Email updates

Keep up to date with the latest news and content from BMC Bioinformatics and BioMed Central.

This article is part of the supplement: Proceedings of the 21st International Conference on Genome Informatics (GIW2010)

Open Access Research

Integer programming-based method for grammar-based tree compression and its application to pattern extraction of glycan tree structures

Yang Zhao, Morihiro Hayashida and Tatsuya Akutsu*

Author Affiliations

Bioinformatics Center, Institute for Chemical Research, Kyoto University, Gokasho, Uji, Kyoto, 611-0011, Japan

For all author emails, please log on.

BMC Bioinformatics 2010, 11(Suppl 11):S4  doi:10.1186/1471-2105-11-S11-S4

Published: 14 December 2010

Abstract

Background

A bisection-type algorithm for the grammar-based compression of tree-structured data has been proposed recently.
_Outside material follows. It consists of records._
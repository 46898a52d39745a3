use chrono::{DateTime, Utc};
use serde::Serialize;

use crate::engine::SurrenderRequest;
use crate::history::SessionRecord;
use crate::timer::{ClutchState, RitualPhase, SessionKind, SessionTimerState, TimerSettings};

/// Every state change in the engine produces an Event.
/// The shell prints them, maps some to sound cues, and persists after them.
#[derive(Debug, Clone, PartialEq, Serialize)]
#[serde(tag = "type", rename_all = "snake_case")]
pub enum Event {
    SessionStarted {
        kind: SessionKind,
        is_clutch: bool,
        time_left_seconds: u64,
        at: DateTime<Utc>,
    },
    SessionPaused {
        kind: SessionKind,
        time_left_seconds: u64,
        at: DateTime<Utc>,
    },
    SessionReset {
        kind: SessionKind,
        at: DateTime<Utc>,
    },
    /// A session was consumed, by running out or by skip.
    SessionCompleted {
        record: SessionRecord,
        skipped: bool,
    },
    TabSelected {
        kind: SessionKind,
        at: DateTime<Utc>,
    },
    ClutchArmed {
        uses_remaining: u32,
        at: DateTime<Utc>,
    },
    ClutchDisarmed {
        at: DateTime<Utc>,
    },
    /// A focus run entered clutch mode and paid for it.
    ClutchEngaged {
        activations_today: u32,
        at: DateTime<Utc>,
    },
    SurrenderRequested {
        request: SurrenderRequest,
        at: DateTime<Utc>,
    },
    SurrenderConfirmed {
        request: SurrenderRequest,
        at: DateTime<Utc>,
    },
    SurrenderCancelled {
        request: SurrenderRequest,
        at: DateTime<Utc>,
    },
    RitualStarted {
        duration_secs: u32,
        clutch: bool,
        at: DateTime<Utc>,
    },
    RitualDisturbed {
        soft_resets: u32,
        at: DateTime<Utc>,
    },
    RitualRestarted {
        remaining: u32,
        at: DateTime<Utc>,
    },
    RitualSucceeded {
        at: DateTime<Utc>,
    },
    RitualCancelled {
        at: DateTime<Utc>,
    },
    SettingsChanged {
        settings: TimerSettings,
        at: DateTime<Utc>,
    },
    StateSnapshot {
        selected: SessionKind,
        timers: Vec<TimerView>,
        clutch: ClutchState,
        clutch_uses_remaining: u32,
        pending_surrender: Option<SurrenderRequest>,
        ritual: Option<RitualPhase>,
        at: DateTime<Utc>,
    },
}

/// One countdown as shown in a snapshot.
#[derive(Debug, Clone, Copy, PartialEq, Eq, Serialize)]
pub struct TimerView {
    pub kind: SessionKind,
    #[serde(flatten)]
    pub state: SessionTimerState,
    pub duration_seconds: u64,
}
In this framework, an elementary ordered-tree grammar (EOTG) and an elementary unordered-tree grammar (EUTG) were defined, and an approximation algorithm was proposed.

Results

In this paper, we propose an integer programming-based method that finds the minimum context-free grammar (CFG) for a given string under the condition that at most two symbols appear on the right-hand side of each production rule. Next, we extend this method to find the minimum EOTG and EUTG grammars for given ordered and unordered trees, respectively. Then, we conduct computational experiments for the ordered and unordered artificial trees. Finally, we apply our methods to pattern extraction of glycan tree structures.

Conclusions

We propose integer programming-based methods that find the minimum CFG, EOTG, and EUTG for given strings, ordered and unordered trees. Our proposed methods for trees are useful for extracting patterns of glycan tree structures.